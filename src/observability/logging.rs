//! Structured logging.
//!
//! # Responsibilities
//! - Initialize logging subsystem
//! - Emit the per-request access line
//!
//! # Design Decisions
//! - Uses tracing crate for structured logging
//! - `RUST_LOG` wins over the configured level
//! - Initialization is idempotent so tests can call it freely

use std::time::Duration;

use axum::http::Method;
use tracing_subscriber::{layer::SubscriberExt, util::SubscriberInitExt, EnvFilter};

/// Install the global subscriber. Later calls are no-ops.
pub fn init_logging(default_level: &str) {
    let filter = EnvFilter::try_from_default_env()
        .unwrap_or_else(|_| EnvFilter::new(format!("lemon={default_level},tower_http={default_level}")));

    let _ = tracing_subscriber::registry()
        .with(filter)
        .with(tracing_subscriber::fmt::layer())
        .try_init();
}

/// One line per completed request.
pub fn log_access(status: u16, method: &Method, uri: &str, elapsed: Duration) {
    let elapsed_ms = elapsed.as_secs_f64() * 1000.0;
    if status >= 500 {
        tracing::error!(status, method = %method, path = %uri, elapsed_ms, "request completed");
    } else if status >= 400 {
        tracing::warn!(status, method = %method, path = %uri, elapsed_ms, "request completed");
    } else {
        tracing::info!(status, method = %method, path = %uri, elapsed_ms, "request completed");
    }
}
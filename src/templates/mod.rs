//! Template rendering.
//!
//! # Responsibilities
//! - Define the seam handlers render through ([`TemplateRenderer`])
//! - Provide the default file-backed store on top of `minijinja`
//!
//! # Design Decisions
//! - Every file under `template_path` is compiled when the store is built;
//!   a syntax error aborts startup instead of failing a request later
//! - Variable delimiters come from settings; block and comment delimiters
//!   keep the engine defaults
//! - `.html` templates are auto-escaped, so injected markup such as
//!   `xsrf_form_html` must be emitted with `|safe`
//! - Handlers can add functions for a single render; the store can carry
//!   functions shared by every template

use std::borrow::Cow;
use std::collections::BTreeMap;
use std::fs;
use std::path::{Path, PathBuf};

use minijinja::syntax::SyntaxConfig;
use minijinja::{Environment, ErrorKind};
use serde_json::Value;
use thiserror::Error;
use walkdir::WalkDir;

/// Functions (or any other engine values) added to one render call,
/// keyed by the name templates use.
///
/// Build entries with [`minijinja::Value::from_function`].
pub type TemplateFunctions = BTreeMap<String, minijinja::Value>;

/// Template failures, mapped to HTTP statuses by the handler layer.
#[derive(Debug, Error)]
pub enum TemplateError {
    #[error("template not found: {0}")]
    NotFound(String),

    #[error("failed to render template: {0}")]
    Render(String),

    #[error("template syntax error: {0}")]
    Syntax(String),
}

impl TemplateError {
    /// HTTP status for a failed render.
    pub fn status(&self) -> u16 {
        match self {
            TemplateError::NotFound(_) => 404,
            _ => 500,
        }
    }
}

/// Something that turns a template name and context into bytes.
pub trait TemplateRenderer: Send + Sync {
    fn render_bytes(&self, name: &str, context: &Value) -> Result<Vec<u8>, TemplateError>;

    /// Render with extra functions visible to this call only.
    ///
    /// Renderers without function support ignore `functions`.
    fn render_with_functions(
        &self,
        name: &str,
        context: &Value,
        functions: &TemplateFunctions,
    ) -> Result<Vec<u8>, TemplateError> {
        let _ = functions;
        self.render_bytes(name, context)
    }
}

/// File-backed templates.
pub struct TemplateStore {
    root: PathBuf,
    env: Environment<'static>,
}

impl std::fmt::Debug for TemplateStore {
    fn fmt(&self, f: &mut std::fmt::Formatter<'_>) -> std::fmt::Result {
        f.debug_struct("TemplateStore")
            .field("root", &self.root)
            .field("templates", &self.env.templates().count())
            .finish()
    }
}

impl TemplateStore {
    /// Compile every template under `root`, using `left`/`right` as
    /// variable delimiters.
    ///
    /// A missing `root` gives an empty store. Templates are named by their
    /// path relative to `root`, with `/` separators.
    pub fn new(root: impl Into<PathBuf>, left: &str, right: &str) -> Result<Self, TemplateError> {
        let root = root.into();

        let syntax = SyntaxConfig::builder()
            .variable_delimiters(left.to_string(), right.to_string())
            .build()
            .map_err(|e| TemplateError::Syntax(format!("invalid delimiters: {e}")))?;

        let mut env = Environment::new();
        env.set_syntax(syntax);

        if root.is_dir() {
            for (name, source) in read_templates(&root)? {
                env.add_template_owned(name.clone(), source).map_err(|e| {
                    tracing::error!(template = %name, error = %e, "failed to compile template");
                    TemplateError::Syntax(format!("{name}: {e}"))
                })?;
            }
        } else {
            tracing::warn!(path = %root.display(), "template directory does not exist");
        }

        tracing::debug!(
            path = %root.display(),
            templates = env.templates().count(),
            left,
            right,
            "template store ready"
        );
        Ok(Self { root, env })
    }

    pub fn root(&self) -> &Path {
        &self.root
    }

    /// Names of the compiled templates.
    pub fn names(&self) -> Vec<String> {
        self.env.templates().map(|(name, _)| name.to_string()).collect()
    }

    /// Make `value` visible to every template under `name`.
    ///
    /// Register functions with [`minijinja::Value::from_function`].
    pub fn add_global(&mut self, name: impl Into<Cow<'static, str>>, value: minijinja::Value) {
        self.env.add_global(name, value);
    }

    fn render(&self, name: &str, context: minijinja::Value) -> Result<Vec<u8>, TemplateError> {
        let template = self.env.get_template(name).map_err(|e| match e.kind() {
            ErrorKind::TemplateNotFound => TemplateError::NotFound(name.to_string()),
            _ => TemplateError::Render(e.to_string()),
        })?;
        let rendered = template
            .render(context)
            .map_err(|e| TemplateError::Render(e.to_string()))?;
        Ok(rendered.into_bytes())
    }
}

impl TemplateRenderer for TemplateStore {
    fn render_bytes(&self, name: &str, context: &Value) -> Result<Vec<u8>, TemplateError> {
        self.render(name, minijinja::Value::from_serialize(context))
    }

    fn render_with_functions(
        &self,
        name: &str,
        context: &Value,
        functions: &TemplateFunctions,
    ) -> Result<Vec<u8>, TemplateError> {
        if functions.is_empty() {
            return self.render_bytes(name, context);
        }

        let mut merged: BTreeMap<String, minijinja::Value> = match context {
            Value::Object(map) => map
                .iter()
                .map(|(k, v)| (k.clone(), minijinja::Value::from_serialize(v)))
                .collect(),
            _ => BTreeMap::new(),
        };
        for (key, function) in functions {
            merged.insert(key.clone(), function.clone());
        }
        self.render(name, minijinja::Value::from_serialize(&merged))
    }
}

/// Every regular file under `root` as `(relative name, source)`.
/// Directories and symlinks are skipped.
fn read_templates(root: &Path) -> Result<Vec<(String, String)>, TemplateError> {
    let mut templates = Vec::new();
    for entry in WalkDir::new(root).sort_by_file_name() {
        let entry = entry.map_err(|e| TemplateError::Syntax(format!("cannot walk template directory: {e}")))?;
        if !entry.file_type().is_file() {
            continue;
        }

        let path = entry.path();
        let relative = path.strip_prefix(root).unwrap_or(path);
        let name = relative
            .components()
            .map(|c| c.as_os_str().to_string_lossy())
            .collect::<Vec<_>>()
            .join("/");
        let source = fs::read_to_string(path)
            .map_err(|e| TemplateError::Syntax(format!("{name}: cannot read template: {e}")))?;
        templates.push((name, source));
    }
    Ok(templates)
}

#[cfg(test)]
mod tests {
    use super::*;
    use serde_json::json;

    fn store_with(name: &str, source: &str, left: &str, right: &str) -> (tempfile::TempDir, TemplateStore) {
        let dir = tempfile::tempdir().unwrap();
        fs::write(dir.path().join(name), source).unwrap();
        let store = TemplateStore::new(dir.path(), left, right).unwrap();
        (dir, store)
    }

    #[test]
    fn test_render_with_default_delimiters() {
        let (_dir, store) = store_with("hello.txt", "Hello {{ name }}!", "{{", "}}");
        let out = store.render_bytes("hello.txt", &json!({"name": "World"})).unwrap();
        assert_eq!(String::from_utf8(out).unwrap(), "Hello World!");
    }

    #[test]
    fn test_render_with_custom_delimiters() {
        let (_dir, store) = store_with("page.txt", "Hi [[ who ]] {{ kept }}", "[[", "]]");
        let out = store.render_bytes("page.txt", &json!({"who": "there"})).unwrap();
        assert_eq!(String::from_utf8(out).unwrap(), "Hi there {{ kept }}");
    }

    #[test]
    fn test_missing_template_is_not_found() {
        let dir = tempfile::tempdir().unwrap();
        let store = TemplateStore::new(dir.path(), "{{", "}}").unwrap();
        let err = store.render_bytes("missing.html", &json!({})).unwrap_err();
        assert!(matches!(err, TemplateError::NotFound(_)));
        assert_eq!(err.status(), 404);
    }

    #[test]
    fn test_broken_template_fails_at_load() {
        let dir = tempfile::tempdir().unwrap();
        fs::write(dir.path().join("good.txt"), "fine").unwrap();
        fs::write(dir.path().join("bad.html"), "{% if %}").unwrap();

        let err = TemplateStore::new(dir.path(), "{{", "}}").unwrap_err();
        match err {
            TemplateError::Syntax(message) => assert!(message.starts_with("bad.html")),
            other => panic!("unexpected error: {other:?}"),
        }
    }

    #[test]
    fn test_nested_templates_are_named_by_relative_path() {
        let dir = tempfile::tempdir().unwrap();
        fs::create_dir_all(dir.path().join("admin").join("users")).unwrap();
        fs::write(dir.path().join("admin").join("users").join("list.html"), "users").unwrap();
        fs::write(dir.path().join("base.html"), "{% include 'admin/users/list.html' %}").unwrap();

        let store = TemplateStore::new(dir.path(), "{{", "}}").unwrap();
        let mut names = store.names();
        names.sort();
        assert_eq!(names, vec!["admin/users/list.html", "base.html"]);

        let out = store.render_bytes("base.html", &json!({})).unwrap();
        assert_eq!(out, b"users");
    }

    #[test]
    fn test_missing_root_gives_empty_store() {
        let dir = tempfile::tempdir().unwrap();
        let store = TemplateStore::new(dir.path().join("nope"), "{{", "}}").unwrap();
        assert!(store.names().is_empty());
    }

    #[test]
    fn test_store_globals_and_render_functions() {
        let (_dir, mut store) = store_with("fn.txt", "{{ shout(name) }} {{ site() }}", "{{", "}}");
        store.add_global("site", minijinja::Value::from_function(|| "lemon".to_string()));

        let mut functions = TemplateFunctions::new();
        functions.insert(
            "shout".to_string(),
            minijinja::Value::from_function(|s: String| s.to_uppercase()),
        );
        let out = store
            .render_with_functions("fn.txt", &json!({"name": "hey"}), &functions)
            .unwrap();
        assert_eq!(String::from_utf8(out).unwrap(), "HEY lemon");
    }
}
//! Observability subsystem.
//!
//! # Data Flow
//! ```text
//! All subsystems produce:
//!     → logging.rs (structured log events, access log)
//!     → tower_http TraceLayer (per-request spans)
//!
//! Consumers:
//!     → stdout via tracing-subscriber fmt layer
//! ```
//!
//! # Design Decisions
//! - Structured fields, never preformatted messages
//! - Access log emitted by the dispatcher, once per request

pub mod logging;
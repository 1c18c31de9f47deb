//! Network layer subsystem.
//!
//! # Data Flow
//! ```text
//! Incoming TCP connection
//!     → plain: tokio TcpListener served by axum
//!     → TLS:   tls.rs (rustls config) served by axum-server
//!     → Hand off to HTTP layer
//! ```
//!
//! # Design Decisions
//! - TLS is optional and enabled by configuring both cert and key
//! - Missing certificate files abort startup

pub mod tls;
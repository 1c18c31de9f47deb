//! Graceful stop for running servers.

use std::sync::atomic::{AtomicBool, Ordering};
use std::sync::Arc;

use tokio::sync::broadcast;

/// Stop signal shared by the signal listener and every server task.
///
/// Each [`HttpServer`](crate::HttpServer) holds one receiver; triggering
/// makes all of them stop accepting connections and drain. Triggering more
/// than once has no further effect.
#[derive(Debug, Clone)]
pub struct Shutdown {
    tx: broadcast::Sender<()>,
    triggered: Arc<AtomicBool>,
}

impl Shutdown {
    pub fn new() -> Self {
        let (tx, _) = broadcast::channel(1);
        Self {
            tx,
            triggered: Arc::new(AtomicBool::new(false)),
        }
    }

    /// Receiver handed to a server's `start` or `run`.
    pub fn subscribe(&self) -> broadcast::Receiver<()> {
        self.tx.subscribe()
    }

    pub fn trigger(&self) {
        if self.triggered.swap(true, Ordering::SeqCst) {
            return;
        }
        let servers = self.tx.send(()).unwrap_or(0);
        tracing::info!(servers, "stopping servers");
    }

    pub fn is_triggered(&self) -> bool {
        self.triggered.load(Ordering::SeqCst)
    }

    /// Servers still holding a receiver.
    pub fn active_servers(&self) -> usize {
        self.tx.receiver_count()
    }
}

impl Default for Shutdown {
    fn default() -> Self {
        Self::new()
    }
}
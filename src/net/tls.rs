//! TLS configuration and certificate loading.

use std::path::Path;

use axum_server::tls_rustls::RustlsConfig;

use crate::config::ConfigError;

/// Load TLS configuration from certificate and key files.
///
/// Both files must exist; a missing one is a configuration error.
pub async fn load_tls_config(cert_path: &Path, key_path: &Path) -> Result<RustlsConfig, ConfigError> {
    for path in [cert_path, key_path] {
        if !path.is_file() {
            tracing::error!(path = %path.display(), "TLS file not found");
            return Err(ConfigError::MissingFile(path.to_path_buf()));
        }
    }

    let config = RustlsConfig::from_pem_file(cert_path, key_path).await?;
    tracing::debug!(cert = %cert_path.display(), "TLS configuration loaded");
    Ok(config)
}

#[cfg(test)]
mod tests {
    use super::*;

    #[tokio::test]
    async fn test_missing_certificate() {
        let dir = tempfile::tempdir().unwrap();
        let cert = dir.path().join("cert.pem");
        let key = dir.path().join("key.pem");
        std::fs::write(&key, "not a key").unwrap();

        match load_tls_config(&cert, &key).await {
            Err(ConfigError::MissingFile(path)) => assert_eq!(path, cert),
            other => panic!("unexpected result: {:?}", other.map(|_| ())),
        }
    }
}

★ ★ ★

▶ _What you have to do_:
Look through the listing and extract every line with "AtomicBool" in it.

▶ _Output of the task_:
use std::sync::atomic::{AtomicBool, Ordering};
    triggered: Arc<AtomicBool>,
            triggered: Arc::new(AtomicBool::new(false)),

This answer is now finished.